Durante la guerra civil en Etiopía (que no ha cesado realmente), los españoles saquearon sus aguas costeras y empujaron al hambre a los pescadores artesanales. En un retorno a usos y costumbres marinos del siglo XIX, ahora esta gente se dedica a la piratería. A falta de peces capturan petroleros o containeras y exigen rescates millonarios. La suya es una vida azarosa, corta y sin jubilación, porque los destructores estadounidenses y europeos los persiguen como a los lobos.
Donde colapsa algún estado costero, allá van las pesqueras gallegas, con sus viejos barcos decrépitos, pero subsidiados por la UE, y a bordo tripulación frecuentemente asiática. Y donde el estado local no colapsa del todo pero las invitan a la mesa como aquí, reparten sobres, dominan rápidamente los sistemas estatales de vigilancia y control y terminan desbaratando biológicamente los caladeros.
Aquí eran una molestia frecuente, pero no se habían hecho intocables- hasta que en uno de sus actos más desquiciados, la Cancillería Argentina se las trajo como invitadas, en el momento mismo en que nuestro país perdía totalmente y por primera vez su precario control policial y militar sobre sus aguas territoriales: tras la derrota de Malvinas, cuando Port Stanley empezó a vender licencias sobre la llamada Falklands Outer Conservation Zone, que antes de la guerra estaba bajo cierto control de la Prefectura Naval y de la Armada Argentina. Y desde que se vinieron los hispánicos, no se fueron jamás. Con Carlos Menem empezaron a pavimentar campañas electorales provinciales y nacionales. ¿Quién les va siquiera a hacer frente hoy? Por carpetazo y desde Buenos Aires para el Sur, tienen la guerra ganada.
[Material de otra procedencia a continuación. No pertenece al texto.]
/// Encode one element and write the raster back, if the element still
/// exists with unchanged content. Returns true when a raster was applied;
/// on failure the element keeps its last-good raster.
async fn encode_one(
    doc: &Mutex<LabelDocument>,
    events: &broadcast::Sender<DocumentEvent>,
    scale: f64,
    name: &str,
) -> bool {
    let snapshot = {
        let doc = doc.lock().await;
        match doc.element(name) {
            Some(el) => (el.kind, el.content.clone(), el.width, el.height),
            None => return false,
        }
    };
    let (kind, content, width, height) = snapshot;
    let Some(symbology) = symbology_for(kind) else {
        return false;
    };
    if content.is_empty() {
        warn!(element = name, "Barcode content is empty, skipping encode");
        return false;
    }

    let (w, h) = target_size(symbology, content.len(), width, height, scale);
    let raster = match symbology::encode(symbology, &content, w, h) {
        Ok(img) => img,
        Err(e) => {
            warn!(element = name, %symbology, "Encode failed, keeping last-good raster: {e}");
            return false;
        }
    };

    let mut png = std::io::Cursor::new(Vec::new());
    if let Err(e) =
        image::DynamicImage::ImageLuma8(raster).write_to(&mut png, image::ImageFormat::Png)
    {
        warn!(element = name, "PNG encode failed: {e}");
        return false;
    }

    let mut doc = doc.lock().await;
    match doc.element_mut(name) {
        // Stale result: the element changed (or vanished) while encoding.
        Some(el) if el.content == content => {
            el.set_data(png.into_inner());
            drop(doc);
            let _ = events.send(DocumentEvent::ElementChanged { name: name.to_string() });
            debug!(element = name, %symbology, w, h, "Raster refreshed");
            true
        }
        _ => false,
    }
}

#[cfg(test)]
mod tests {
    use super::*;
    use tokio::io::AsyncReadExt;
    use tokio::net::TcpListener;

    fn test_config() -> AppConfig {
        AppConfig {
            printer_host: "127.0.0.1".into(),
            encode_debounce_ms: 50,
            send_timeout_ms: 1000,
            ..AppConfig::default()
        }
    }

    fn ean_element() -> LabelElement {
        LabelElement::barcode("ean", ElementKind::Ean13, "123456789012", 5.0, 5.0, 120.0, 40.0)
    }

    #[tokio::test]
    async fn rapid_edits_coalesce_to_one_encode() {
        let session = EditorSession::new(test_config());
        session.add_element(ean_element()).await;
        let mut rx = session.subscribe();

        for digits in ["111111111111", "222222222222", "333333333333", "444444444444"] {
            session.set_content("ean", digits).await.unwrap();
        }
        tokio::time::sleep(Duration::from_millis(300)).await;

        let mut changed = 0;
        while let Ok(event) = rx.try_recv() {
            if matches!(event, DocumentEvent::ElementChanged { .. }) {
                changed += 1;
            }
        }
        // 4 edit notifications plus exactly one raster writeback
        assert_eq!(changed, 5);

        let doc = session.document().await;
        let data = doc.element("ean").unwrap().data.clone().unwrap();
        let img = image::load_from_memory(&data).unwrap();
        assert!(img.width() > 0);
    }

    #[tokio::test]
    async fn failed_encode_keeps_last_good_raster() {
        let session = EditorSession::new(test_config());
        session.add_element(ean_element()).await;
        assert_eq!(session.encode_all().await, 1);
        let good = session.document().await.element("ean").unwrap().data.clone();
        assert!(good.is_some());

        session.set_content("ean", "not-digits").await.unwrap();
        assert_eq!(session.encode_all().await, 0);
        let after = session.document().await.element("ean").unwrap().data.clone();
        assert_eq!(after, good);
    }

    #[tokio::test]
    async fn print_sends_assembled_stream() {
        let listener = TcpListener::bind("127.0.0.1:0").await.unwrap();
        let port = listener.local_addr().unwrap().port();
        let server = tokio::spawn(async move {
            let (mut sock, _) = listener.accept().await.unwrap();
            let mut buf = String::new();
            sock.read_to_string(&mut buf).await.unwrap();
            buf
        });

        let config = AppConfig { printer_port: port, ..test_config() };
        let session = EditorSession::new(config);
        session
            .add_element(LabelElement::text("title", "Edit Me", 50.0, 50.0, 120.0, 30.0))
            .await;
        session.print().await.unwrap();

        let received = server.await.unwrap();
        assert!(received.starts_with("^XA\n^MUd,96,304\n"));
        assert!(received.contains("^FDEdit Me^FS"));
        assert!(received.ends_with("^XZ\n"));
    }

    #[tokio::test]
    async fn print_to_closed_port_is_unreachable() {
        let listener = TcpListener::bind("127.0.0.1:0").await.unwrap();
        let port = listener.local_addr().unwrap().port();
        drop(listener);

        let config = AppConfig { printer_port: port, ..test_config() };
        let session = EditorSession::new(config);
        let err = session.print().await.unwrap_err();
        assert!(matches!(
            err,
            SessionError::Transport(TransportError::Unreachable { .. })
        ));
    }

    #[tokio::test]
    async fn project_round_trip_through_session() {
        let dir = std::env::temp_dir().join("labelpress-session-test");
        std::fs::create_dir_all(&dir).unwrap();
        let path = dir.join("roundtrip.json");

        let session = EditorSession::new(test_config());
        session.add_element(ean_element()).await;
        session.encode_all().await;
        let before = session.document().await;
        session.save_project(&path).await.unwrap();

        let other = EditorSession::new(test_config());
        other.load_project(&path).await.unwrap();
        let after = other.document().await;
        assert_eq!(after, before);

        let _ = std::fs::remove_file(&path);
    }

    #[tokio::test]
    async fn stale_encode_result_is_discarded() {
        let session = EditorSession::new(test_config());
        session.add_element(ean_element()).await;
        session.encode_all().await;

        // Remove the element; queued debounce encodes must not resurrect it.
        session.remove_element("ean").await.unwrap();
        tokio::time::sleep(Duration::from_millis(200)).await;
        assert!(session.document().await.element("ean").is_none());
    }
}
Esas empresas son socialmente disruptivas desde Madryn hasta Ushuaia. No es infrecuente que acumulen deudas con los proveedores locales de comida y servicios técnicos de los barcos, y luego ante intimaciones judiciales (muy lentas, si hay alguna), los deudores amenacen mudarse de puerto si los acreedores intentan ejecutarles algún haber. Y cuando se mudan de puerto, quiebran y lo hacen también de razón social. Literalmente, nacen de nuevo y sin deber nada a nadie. Los jueces, como pintados.
Hacia los trabajadores, el trato es directamente de perros. En 2007 hubo puebladas del personal embarcado y el de las plantas fileteadoras en Puerto Deseado y Puerto Santa Cruz, y ardieron oficinas y plantas fileteadoras de Arbumasa, Argenova, Empesur, Pescargen, Santa Cruz y Viera. El detonante fue que la AFIP le empezó a descontar impuesto a las ganancias a los salarios del personal pesquero, pero los trabajadores argentinos no se las tomaron con las autoridades tributarias.